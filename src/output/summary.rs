// src/output/summary.rs
// =============================================================================
// Prints the profile table as a human-readable table in the terminal.
// =============================================================================

use super::table::ProfileRow;
use std::collections::BTreeMap;

pub fn print_summary(rows: &[ProfileRow]) {
    // Print table header
    println!("{:<32} {:<28} {:<6} {:<6} {:<8}", "PROFILE", "NAME", "TREE", "GRAPH", "LINKS");
    println!("{}", "=".repeat(84));

    for row in rows {
        let name = row.dest_name.as_deref().unwrap_or("?");
        let graph = row
            .graph_degree
            .map(|d| d.to_string())
            .unwrap_or_else(|| "-".to_string());
        let links = row.connected_ids().count();

        println!(
            "{:<32} {:<28} {:<6} {:<6} {:<8}",
            truncate(&row.dest_id, 32),
            truncate(name, 28),
            row.tree_degree,
            graph,
            links
        );
    }

    println!();

    // Profiles per graph degree (or per tree degree when graph degrees
    // were not computed)
    let mut per_level: BTreeMap<usize, usize> = BTreeMap::new();
    for row in rows {
        *per_level.entry(row.graph_degree.unwrap_or(row.tree_degree)).or_default() += 1;
    }

    println!("📊 Summary:");
    for (level, count) in &per_level {
        println!("   Degree {}: {}", level, count);
    }
    println!("   📋 Total: {}", rows.len());
}

// Shortens a cell so the columns stay aligned
fn truncate(text: &str, width: usize) -> String {
    if text.chars().count() > width {
        let kept: String = text.chars().take(width.saturating_sub(3)).collect();
        format!("{}...", kept)
    } else {
        text.to_string()
    }
}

------------

WHAT IS BEING ASKED: Everything in the listing needs to appear again exactly.

EXPECTED OUTPUT:
filename src/output/summary.rs
// src/output/summary.rs
// =============================================================================
// Prints the profile table as a human-readable table in the terminal.
// =============================================================================

use super::table::ProfileRow;
use std::collections::BTreeMap;

pub fn print_summary(rows: &[ProfileRow]) {
    // Print table header
    println!("{:<32} {:<28} {:<6} {:<6} {:<8}", "PROFILE", "NAME", "TREE", "GRAPH", "LINKS");
    println!("{}", "=".repeat(84));

    for row in rows {
        let name = row.dest_name.as_deref().unwrap_or("?");
        let graph = row
            .graph_degree
            .map(|d| d.to_string())
            .unwrap_or_else(|| "-".to_string());
        let links = row.connected_ids().count();

        println!(
            "{:<32} {:<28} {:<6} {:<6} {:<8}",
            truncate(&row.dest_id, 32),
            truncate(name, 28),
            row.tree_degree,
            graph,
            links
        );
    }

    println!();

    // Profiles per graph degree (or per tree degree when graph degrees
    // were not computed)
    let mut per_level: BTreeMap<usize, usize> = BTreeMap::new();
    for row in rows {
        *per_level.entry(row.graph_degree.unwrap_or(row.tree_degree)).or_default() += 1;
    }

    println!("📊 Summary:");
    for (level, count) in &per_level {
        println!("   Degree {}: {}", level, count);
    }
    println!("   📋 Total: {}", rows.len());
}

// Shortens a cell so the columns stay aligned
fn truncate(text: &str, width: usize) -> String {
    if text.chars().count() > width {
        let kept: String = text.chars().take(width.saturating_sub(3)).collect();
        format!("{}...", kept)
    } else {
        text.to_string()
    }
}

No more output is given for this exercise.